Lately we’ve been having some object lessons on the theme that just because you’ve closed the skin in the OR, the patient is not out of the woods.

The other day we had a patient give a few good coughs as the anesthesiologist started to wake them up. Shortly afterwards the surgery resident (not me) noticed a fair amount of swelling at the operative site. A few moments of consideration led him to conclude that this was probably not just normal fatty tissue. He called the attending back in (this is where I entered, seeing the attending heading back, and figuring if he was that interested, it was worth me seeing too), and the wound was opened up to disclose a large amount of fresh blood. After clearing their way in, they found a bleeding artery, which would have led to serious problems if the patient had gotten out of the OR or up to the floor with it.
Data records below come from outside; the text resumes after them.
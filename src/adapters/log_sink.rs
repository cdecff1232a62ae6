//! Log-based collaborator adapter.
//!
//! [`LogNavigation`], [`LogNotifications`] and [`LogDisplay`] implement
//! the link's driven ports by writing what it delivered to the ESP-IDF
//! logger (UART / USB-CDC in production). Route maths and e-paper
//! rendering replace them on a full build; they keep just enough state
//! for the link to answer the phone correctly.

use log::info;

use crate::app::ports::{AssetName, DisplayPort, NavigationPort, NotificationPort};
use crate::link::notification::PhoneNotification;
use crate::link::radar::RadarFrame;
use crate::link::status::DeviceStatus;
use crate::link::weather::WeatherReport;

/// Matches the on-device notification list.
const MAX_NOTIFICATIONS: usize = 16;

/// Navigation stand-in: remembers which trip is active.
#[derive(Debug, Default)]
pub struct LogNavigation {
    active_trip: Option<AssetName>,
}

/// Notification list stand-in: remembers which ids are shown.
#[derive(Debug, Default)]
pub struct LogNotifications {
    shown: heapless::Vec<u32, MAX_NOTIFICATIONS>,
}

impl LogNotifications {
    /// Ids of notifications currently shown, oldest first.
    pub fn ids(&self) -> &[u32] {
        &self.shown
    }
}

#[derive(Debug, Default)]
pub struct LogDisplay;

impl NavigationPort for LogNavigation {
    fn load_route(&mut self, gpx: &[u8]) {
        info!("NAV | route loaded from memory ({} B)", gpx.len());
        self.active_trip = None;
    }

    fn start_trip(&mut self, name: &str) {
        info!("NAV | start trip '{}'", name);
        let mut owned = AssetName::new();
        self.active_trip = owned.push_str(name).ok().map(|()| owned);
    }

    fn stop(&mut self) {
        info!("NAV | stop");
        self.active_trip = None;
    }

    fn trip_stored(&mut self, name: &str) {
        info!("NAV | trip '{}' stored", name);
    }

    fn active_trip(&self) -> Option<&str> {
        self.active_trip.as_deref()
    }
}

impl NotificationPort for LogNotifications {
    fn add(&mut self, n: &PhoneNotification) {
        info!(
            "NOTIF | +{} [{}] {}: {} (icon={})",
            n.id,
            n.app,
            n.title,
            n.text,
            n.icon.is_some()
        );
        self.shown.retain(|&id| id != n.id);
        if self.shown.is_full() {
            self.shown.remove(0);
        }
        let _ = self.shown.push(n.id);
    }

    fn dismiss(&mut self, id: u32) {
        info!("NOTIF | -{}", id);
        self.shown.retain(|&i| i != id);
    }
}

impl DisplayPort for LogDisplay {
    fn show_weather(&mut self, w: &WeatherReport) {
        if let Some(err) = &w.error {
            info!("WEATHER | error: {}", err);
            return;
        }
        info!(
            "WEATHER | {} | {}° (feels {}°) | cond={} hum={}% | wind {}@{}° | {} hPa | \
             rain {}% | {} hourly",
            w.location,
            w.current_temp,
            w.feels_like,
            w.condition,
            w.humidity,
            w.wind_speed,
            w.wind_dir,
            w.pressure,
            w.precip_chance,
            w.hourly.len(),
        );
    }

    fn show_radar(&mut self, r: &RadarFrame) {
        if let Some(err) = &r.error {
            info!("RADAR | error: {}", err);
            return;
        }
        info!(
            "RADAR | frame {:+} of {} | step {} min | at {:?} min | {} B image",
            r.frame_offset,
            r.total_frames,
            r.step_minutes,
            r.frame_minutes(),
            r.image.len(),
        );
    }

    fn update_device_status(&mut self, s: &DeviceStatus) {
        info!(
            "STATUS | phone battery {:?}% charging={} | t={} utc{:+}min",
            s.phone_battery, s.charging, s.unix_time, s.utc_offset_minutes
        );
    }
}
//! Fuzz target: `rle::decode`
//!
//! Arbitrary pair streams into a destination whose size comes from the
//! first two input bytes. Decode must never write past capacity, and
//! whatever it accepts must re-encode to something that decodes the same.
//!
//! cargo fuzz run fuzz_rle_decode

#![no_main]

use libfuzzer_sys::fuzz_target;
use velonav::link::rle::{self, RleError};

fuzz_target!(|data: &[u8]| {
    if data.len() < 2 {
        return;
    }
    let cap = usize::from(u16::from_be_bytes([data[0], data[1]]));
    let src = &data[2..];

    let mut dst = vec![0u8; cap];
    match rle::decode(src, &mut dst) {
        Ok(n) => {
            assert!(n <= cap);
            let again = rle::decode_to_vec(&rle::encode(&dst[..n]), n);
            assert_eq!(again.as_deref(), Ok(&dst[..n]));
        }
        Err(RleError::Truncated) => assert!(src.len() % 2 != 0),
        Err(RleError::Overflow) => {}
        Err(RleError::NoMemory) => unreachable!("decode never allocates"),
    }
});
//! Paced, chunked outbound transfers.
//!
//! ```text
//! START (source metadata)
//! DATA  chunk 1          ─┐
//! DATA  chunk 2           │ one per tick, at least `min_interval_ms` apart
//! ...                    ─┘
//! END                     when bytes_sent == total_size
//! ERROR (source-specific) on a read failure, then back to idle
//! ```
//!
//! A transfer owns its source, so the open file handles close exactly
//! when the transfer ends, fails or is reset.

use log::{debug, info, warn};

use crate::error::TransferError;

use super::Characteristic;
use super::transport::{MAX_NOTIFY_LEN, Notifier};

pub const ACTION_START: u8 = 0x01;
pub const ACTION_DATA: u8 = 0x02;
pub const ACTION_END: u8 = 0x03;
pub const ACTION_ERROR: u8 = 0x04;

pub type Frame = heapless::Vec<u8, MAX_NOTIFY_LEN>;

/// Largest DATA payload that still fits one notification.
pub const MAX_DATA_LEN: usize = MAX_NOTIFY_LEN - 1;

/// Something a [`ChunkSender`] can stream.
pub trait ChunkSource {
    /// Bytes the transfer will carry in DATA frames.
    fn total_size(&self) -> u32;

    /// Read the next bytes of the stream. `Ok(0)` before `total_size`
    /// bytes were read is a truncated source.
    fn read(&mut self, buf: &mut [u8]) -> Result<usize, TransferError>;

    /// DATA payloads are a whole multiple of this.
    fn record_size(&self) -> usize {
        1
    }

    /// Body of the START frame, after the action byte.
    fn encode_start(&self, frame: &mut Frame);

    /// Body of an ERROR frame, after the action byte.
    fn encode_error(error: TransferError, frame: &mut Frame);
}

/// Rate and size limits for one sender.
#[derive(Debug, Clone, Copy, PartialEq, Eq)]
pub struct Pacing {
    pub min_interval_ms: u32,
    pub max_chunk: usize,
}

/// What one [`ChunkSender::tick`] did.
#[derive(Debug, Clone, Copy, PartialEq, Eq)]
pub enum TickOutcome {
    Idle,
    /// Paced out, or a notify was refused and will be retried.
    Waiting,
    Sent,
    Finished,
    Aborted(TransferError),
}

struct Transfer<S> {
    source: S,
    total: u32,
    sent: u32,
    last_send_ms: u64,
    /// DATA frame read from the source but not yet accepted by the stack.
    pending: Option<Frame>,
}

pub struct ChunkSender<S: ChunkSource> {
    characteristic: Characteristic,
    pacing: Pacing,
    active: Option<Transfer<S>>,
}

impl<S: ChunkSource> ChunkSender<S> {
    pub fn new(characteristic: Characteristic, pacing: Pacing) -> Self {
        Self {
            characteristic,
            pacing: Pacing {
                min_interval_ms: pacing.min_interval_ms,
                max_chunk: pacing.max_chunk.clamp(1, MAX_DATA_LEN),
            },
            active: None,
        }
    }

    pub fn is_active(&self) -> bool {
        self.active.is_some()
    }

    pub fn bytes_sent(&self) -> Option<u32> {
        self.active.as_ref().map(|t| t.sent)
    }

    pub fn total_size(&self) -> Option<u32> {
        self.active.as_ref().map(|t| t.total)
    }

    pub fn source(&self) -> Option<&S> {
        self.active.as_ref().map(|t| &t.source)
    }

    /// Begin streaming `source`.
    ///
    /// Refused while another transfer is running: the running one is left
    /// untouched and `source` is dropped without any frame being sent.
    pub fn start(
        &mut self,
        source: S,
        now_ms: u64,
        notifier: &mut dyn Notifier,
    ) -> Result<(), TransferError> {
        if self.is_active() {
            warn!("{}: transfer already running, start ignored", self.characteristic);
            return Err(TransferError::AlreadyActive);
        }

        let mut frame = Frame::new();
        let _ = frame.push(ACTION_START);
        source.encode_start(&mut frame);
        if let Err(e) = notifier.notify(self.characteristic, &frame) {
            warn!("{}: START not sent ({})", self.characteristic, e);
            return Err(TransferError::StartRejected);
        }

        let total = source.total_size();
        info!("{}: transfer started, {} bytes", self.characteristic, total);
        self.active = Some(Transfer {
            source,
            total,
            sent: 0,
            last_send_ms: now_ms,
            pending: None,
        });
        Ok(())
    }

    /// Send one ERROR frame outside any transfer, e.g. when the source
    /// could not even be opened.
    pub fn reject(&self, error: TransferError, notifier: &mut dyn Notifier) {
        send_error::<S>(self.characteristic, error, notifier);
    }

    /// Advance the transfer by at most one DATA frame.
    pub fn tick(&mut self, now_ms: u64, notifier: &mut dyn Notifier) -> TickOutcome {
        let ch = self.characteristic;
        let Some(t) = self.active.as_mut() else {
            return TickOutcome::Idle;
        };
        if now_ms.saturating_sub(t.last_send_ms) < u64::from(self.pacing.min_interval_ms) {
            return TickOutcome::Waiting;
        }

        if t.pending.is_none() {
            if t.sent == t.total {
                return self.finish(notifier);
            }
            match next_frame(t, self.pacing.max_chunk) {
                Ok(frame) => t.pending = Some(frame),
                Err(e) => return self.abort(e, notifier),
            }
        }

        let Some(frame) = t.pending.as_ref() else {
            return TickOutcome::Waiting;
        };
        t.last_send_ms = now_ms;
        if let Err(e) = notifier.notify(ch, frame) {
            debug!("{}: DATA deferred ({})", ch, e);
            return TickOutcome::Waiting;
        }
        t.sent += (frame.len() - 1) as u32;
        t.pending = None;

        if t.sent == t.total {
            return self.finish(notifier);
        }
        TickOutcome::Sent
    }

    /// Drop the transfer without sending anything.
    pub fn reset(&mut self) {
        if self.active.take().is_some() {
            debug!("{}: transfer dropped", self.characteristic);
        }
    }

    fn finish(&mut self, notifier: &mut dyn Notifier) -> TickOutcome {
        self.active = None;
        if let Err(e) = notifier.notify(self.characteristic, &[ACTION_END]) {
            warn!("{}: END not sent ({})", self.characteristic, e);
        }
        info!("{}: transfer complete", self.characteristic);
        TickOutcome::Finished
    }

    fn abort(&mut self, error: TransferError, notifier: &mut dyn Notifier) -> TickOutcome {
        self.active = None;
        warn!("{}: transfer aborted ({})", self.characteristic, error);
        send_error::<S>(self.characteristic, error, notifier);
        TickOutcome::Aborted(error)
    }
}

fn send_error<S: ChunkSource>(ch: Characteristic, error: TransferError, notifier: &mut dyn Notifier) {
    let mut frame = Frame::new();
    let _ = frame.push(ACTION_ERROR);
    S::encode_error(error, &mut frame);
    if let Err(e) = notifier.notify(ch, &frame) {
        warn!("{}: ERROR not sent ({})", ch, e);
    }
}

/// Read the next DATA frame: `min(remaining, max_chunk)` bytes, rounded
/// down to whole records.
fn next_frame<S: ChunkSource>(t: &mut Transfer<S>, max_chunk: usize) -> Result<Frame, TransferError> {
    let remaining = (t.total - t.sent) as usize;
    let record = t.source.record_size().max(1);
    let mut len = remaining.min(max_chunk);
    len -= len % record;
    if len == 0 {
        return Err(TransferError::Truncated);
    }

    let mut frame = Frame::new();
    let _ = frame.push(ACTION_DATA);
    let _ = frame.resize(1 + len, 0);
    let mut filled = 0;
    while filled < len {
        match t.source.read(&mut frame[1 + filled..])? {
            0 => return Err(TransferError::Truncated),
            n => filled += n,
        }
    }
    Ok(frame)
}
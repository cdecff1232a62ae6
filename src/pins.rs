//! GPIO / peripheral pin assignments for the VeloNav main board.
//!
//! Single source of truth. The SD card and the e-paper panel share one
//! SPI bus; only the SD card side is driven from this crate.

// ---------------------------------------------------------------------------
// Shared SPI bus (SPI2 / FSPI)
// ---------------------------------------------------------------------------

pub const SPI_SCLK_GPIO: i32 = 12;
pub const SPI_MOSI_GPIO: i32 = 11;
pub const SPI_MISO_GPIO: i32 = 13;

// ---------------------------------------------------------------------------
// SD card (SPI mode)
// ---------------------------------------------------------------------------

/// Chip select, active LOW.
pub const SD_CS_GPIO: i32 = 10;

/// Open files the FAT VFS may hold at once (tile + index + recording pair).
pub const SD_MAX_OPEN_FILES: usize = 5;

// ---------------------------------------------------------------------------
// E-paper panel (same bus, separate chip select)
// ---------------------------------------------------------------------------

/// Held HIGH at boot so the panel never answers SD traffic.
pub const EPD_CS_GPIO: i32 = 9;
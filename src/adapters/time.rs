//! ESP32 time adapter.
//!
//! Monotonic milliseconds for link pacing, plus a [`DelayNs`] for the
//! storage retry back-off on hosts.
//!
//! - **`target_os = "espidf"`**: wraps `esp_timer_get_time()` (microsecond
//!   precision, monotonic). Delays use `esp_idf_hal::delay::FreeRtos`.
//! - **`not(target_os = "espidf")`**: `std::time::Instant` and
//!   `std::thread::sleep` for host-side simulation.

/// Monotonic clock since construction (host) or boot (device).
pub struct Uptime {
    #[cfg(not(target_os = "espidf"))]
    start: std::time::Instant,
}

impl Default for Uptime {
    fn default() -> Self {
        Self::new()
    }
}

impl Uptime {
    pub fn new() -> Self {
        Self {
            #[cfg(not(target_os = "espidf"))]
            start: std::time::Instant::now(),
        }
    }

    /// Microseconds since boot (monotonic).
    #[cfg(target_os = "espidf")]
    pub fn uptime_us(&self) -> u64 {
        (unsafe { esp_idf_svc::sys::esp_timer_get_time() }) as u64
    }

    /// Microseconds since start (monotonic).
    #[cfg(not(target_os = "espidf"))]
    pub fn uptime_us(&self) -> u64 {
        self.start.elapsed().as_micros() as u64
    }

    pub fn uptime_ms(&self) -> u64 {
        self.uptime_us() / 1_000
    }
}

/// Blocking delay backed by `std::thread::sleep`.
#[cfg(not(target_os = "espidf"))]
#[derive(Debug, Default, Clone, Copy)]
pub struct StdDelay;

#[cfg(not(target_os = "espidf"))]
impl embedded_hal::delay::DelayNs for StdDelay {
    fn delay_ns(&mut self, ns: u32) {
        std::thread::sleep(std::time::Duration::from_nanos(u64::from(ns)));
    }
}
Then there’s the story from neurosurgery making the rounds: a young woman involved in an ATV accident was brought into the ER with altered mental status, and developed a blown pupil (dilated, no contraction with light). CT showed a subdural on that side, so she was rushed to the OR. After the subdural hematoma had been evacuated, the skin was closed over the site. A junior neurosurgery resident then came in to take over for the senior who had done the case, just to get the patient back to the ICU so the senior resident could take care of some other issues. The junior flipped through the patient’s history, and then decided to take a look at the blown pupil for himself. His next remark was, “Which pupil did you say was blown?” This led to the realization that both pupils were now dilated and unresponsive. The patient was rushed to the CT scan, which revealed an epidural hematoma on the opposite side of the head. By the time they got her back to the OR, the patient was bradying down (Cushing’s triad, in response to increasing pressure on the brain: as the brainstem is forced down into the foramen magnum, you see bradycardia, hypertension, and irregular breathing). Her life was saved by the fact that the neurosurgeons were just in time to get the epidural hematoma out. Which was due to the attentiveness and inquisitiveness of the junior resident.

My takeaway lesson: I need to be more particular about investigating these details, particularly in postop patients. In vascular patients, I usually do check all the pulses just out of curiosity, whether postop or on new admissions. But just because you’re handed a postoperative patient, with the assumption that they’re all fixed, doesn’t mean that everything is necessarily ok. No time to relax till the patient is stable in the recovery room, and not quite even then. Verify all pertinent findings, and relevant negative findings, for yourself. For example, when getting signout on a patient in the ER, that their abdominal exam is benign – take the time to go down, say hello, and check for yourself before you let them be discharged or sent to the floor for simple observation.